Contenuti per adulti
Questo testo contiene in toto o in parte contenuti per adulti ed è pertanto è riservato a lettori che accettano di leggerli.
Lo staff declina ogni responsabilità nei confronti di coloro che si potrebbero sentire offesi o la cui sensibilità potrebbe essere urtata.
Lo scatto in bianco e nero che ritrae Montale accanto a un’upupa è diventato un’icona: lo si incontra in antologie, manuali scolastici, raccolte poetiche. A realizzarlo fu Ugo Mulas, uno dei fotografi più rigorosi e sensibili del Novecento.
Nel ritratto, Montale appare con i capelli bianchi e scomposti, lo sguardo vigile, un’espressione che oscilla tra ironia e concentrazione.
Il naso adunco richiama il becco dell’upupa; la cresta dell’uccello sembra rispondere alla chioma del poeta.
Nessun trucco digitale: solo un set essenziale, l’upupa imbalsamata e lo sguardo di Mulas.
Il risultato è un piccolo teatro dell’identità poetica: un poeta e il suo animale-simbolo, faccia a faccia, come se si riconoscessero.
Il rapporto tra Mulas e Montale nasce negli anni Sessanta, quando il fotografo era già diventato il ritrattista degli artisti: Fontana, Manzoni, Calder, Duchamp, la Pop Art americana.
E' proprio nel 1962 che Montale chiede a Mulas una serie di scatti ispirati a Ossi di seppia.
«Illustrare Ossi di seppia può sembrare facile, ma è altrettanto facile cadere nella banalità» disse.
Per evitarla si recò a Monterosso, credo con lo spirito di unire l'utile al dilettevole, per cercare di vedere nell'obiettivo quello che Montale aveva avvertito nell'anima: fruscii di serpi, schiocchi dei merli, crepe del suolo, “palpitare di scaglie di mare”.
Le venticinque fotografie nate da quel soggiorno non illustrano il paesaggio: ne restituiscono l’asprezza, la luce tagliente, la solitudine.

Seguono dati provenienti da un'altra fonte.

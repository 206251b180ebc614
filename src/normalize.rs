//! Date and tag canonicalization.
//!
//! Legacy frontmatter is inconsistent: dates show up as `2021-05-01`,
//! `"May 1, 2021"`, `2021/05/01 10:00`, full RFC 3339 timestamps, and
//! sometimes not at all. Tags show up as block sequences, flow lists
//! (`[a, "b"]`) and plain comma-separated strings.
//!
//! Every date that cannot be recovered falls back to "today". That fallback
//! loses information, so it is never silent: [`normalize_date`] returns
//! [`Normalized::Defaulted`] with a reason, and the caller decides whether to
//! accept it, report it, or fail.

use chrono::{DateTime, NaiveDate, NaiveDateTime};

/// Output format for every normalized date.
pub const DATE_FORMAT: &str = "%Y-%m-%d";

/// Result of a normalization that may have substituted a default.
#[derive(Debug, Clone, PartialEq, Eq)]
pub enum Normalized<T> {
    /// The input was understood.
    Parsed(T),
    /// The input was missing or unreadable; `value` is a stand-in.
    Defaulted { value: T, reason: String },
}

impl<T> Normalized<T> {
    pub fn value(&self) -> &T {
        match self {
            Normalized::Parsed(v) | Normalized::Defaulted { value: v, .. } => v,
        }
    }

    pub fn into_value(self) -> T {
        match self {
            Normalized::Parsed(v) | Normalized::Defaulted { value: v, .. } => v,
        }
    }

    pub fn is_defaulted(&self) -> bool {
        matches!(self, Normalized::Defaulted { .. })
    }
}

const DATETIME_FORMATS: &[&str] = &[
    "%Y-%m-%d %H:%M:%S",
    "%Y-%m-%d %H:%M",
    "%Y-%m-%dT%H:%M:%S",
    "%Y-%m-%dT%H:%M",
    "%Y/%m/%d %H:%M:%S",
    "%Y/%m/%d %H:%M",
];

const DATE_FORMATS: &[&str] = &[
    "%Y/%m/%d",
    "%Y.%m.%d",
    "%m/%d/%Y",
    "%B %d, %Y",
    "%b %d, %Y",
    "%B %d %Y",
    "%b %d %Y",
    "%d %B %Y",
    "%d %b %Y",
];

/// Canonicalize a date to `YYYY-MM-DD`.
///
/// Quote characters are stripped first. A value made of exactly three
/// dash-separated numeric parts is taken as already canonical and returned
/// verbatim. Anything else goes through a list of common formats; if none
/// match, `today` is substituted and the result is `Defaulted`.
pub fn normalize_date(raw: &str, today: NaiveDate) -> Normalized<String> {
    let cleaned: String = raw.chars().filter(|c| *c != '"' && *c != '\'').collect();
    let cleaned = cleaned.trim();

    let fallback = |reason: String| Normalized::Defaulted {
        value: today.format(DATE_FORMAT).to_string(),
        reason,
    };

    if cleaned.is_empty() {
        return fallback("no date given".to_string());
    }

    if is_dashed_numeric(cleaned) {
        return Normalized::Parsed(cleaned.to_string());
    }

    match parse_date(cleaned) {
        Some(date) => Normalized::Parsed(date.format(DATE_FORMAT).to_string()),
        None => fallback(format!("could not parse date: {cleaned}")),
    }
}

fn is_dashed_numeric(s: &str) -> bool {
    let parts: Vec<&str> = s.split('-').collect();
    parts.len() == 3
        && parts
            .iter()
            .all(|p| !p.is_empty() && p.chars().all(|c| c.is_ascii_digit()))
}

fn parse_date(s: &str) -> Option<NaiveDate> {
    if let Ok(dt) = DateTime::parse_from_rfc3339(s) {
        return Some(dt.date_naive());
    }
    if let Ok(dt) = DateTime::parse_from_rfc2822(s) {
        return Some(dt.date_naive());
    }
    DATETIME_FORMATS
        .iter()
        .find_map(|fmt| NaiveDateTime::parse_from_str(s, fmt).ok())
        .map(|dt| dt.date())
        .or_else(|| {
            DATE_FORMATS
                .iter()
                .find_map(|fmt| NaiveDate::parse_from_str(s, fmt).ok())
        })
}

/// Split a tag string into an ordered list.
///
/// Brackets and quotes are removed, the rest is split on commas, entries are
/// trimmed and empty ones dropped. Duplicates are kept.
pub fn normalize_tags(raw: &str) -> Vec<String> {
    raw.chars()
        .filter(|c| !matches!(c, '[' | ']' | '"' | '\''))
        .collect::<String>()
        .split(',')
        .map(str::trim)
        .filter(|t| !t.is_empty())
        .map(String::from)
        .collect()
}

Monterosso diventa per Mulas un laboratorio di percezione, un luogo dove affinare la sua idea di fotografia come pensiero, come distillazione di un’essenza.
È proprio questo approccio a guidarlo nello scatto del 1970: non un semplice ritratto, ma un dialogo.
Non un’immagine del poeta, ma un’immagine dentro la poetica del poeta.
La fotografia vive di un’ambiguità perfetta: sembra spontanea, ma è costruita; sembra un gioco, ma è un ritratto psicologico; sembra un simbolo, ma nasce da un set minimale.
Montale, vedendola, pare abbia esclamato: «Ma come hai fatto!». In quell’immagine riconosce qualcosa di sé: ironia, distanza, mistero.
Per comprenderne la forza bisogna ricordare che gli animali, in Montale, non sono mai semplici presenze naturalistiche.
Sono indizi, apparizioni, soglie. L’upupa — “ilare uccello, calunniato dai poeti” — diventa qui un doppio ironico. Il merlo è uno schiocco che taglia il silenzio. La serpe è un fruscio che annuncia un movimento sotterraneo. La seppia, con la sua nube scura, è metafora dell’opacità del mondo.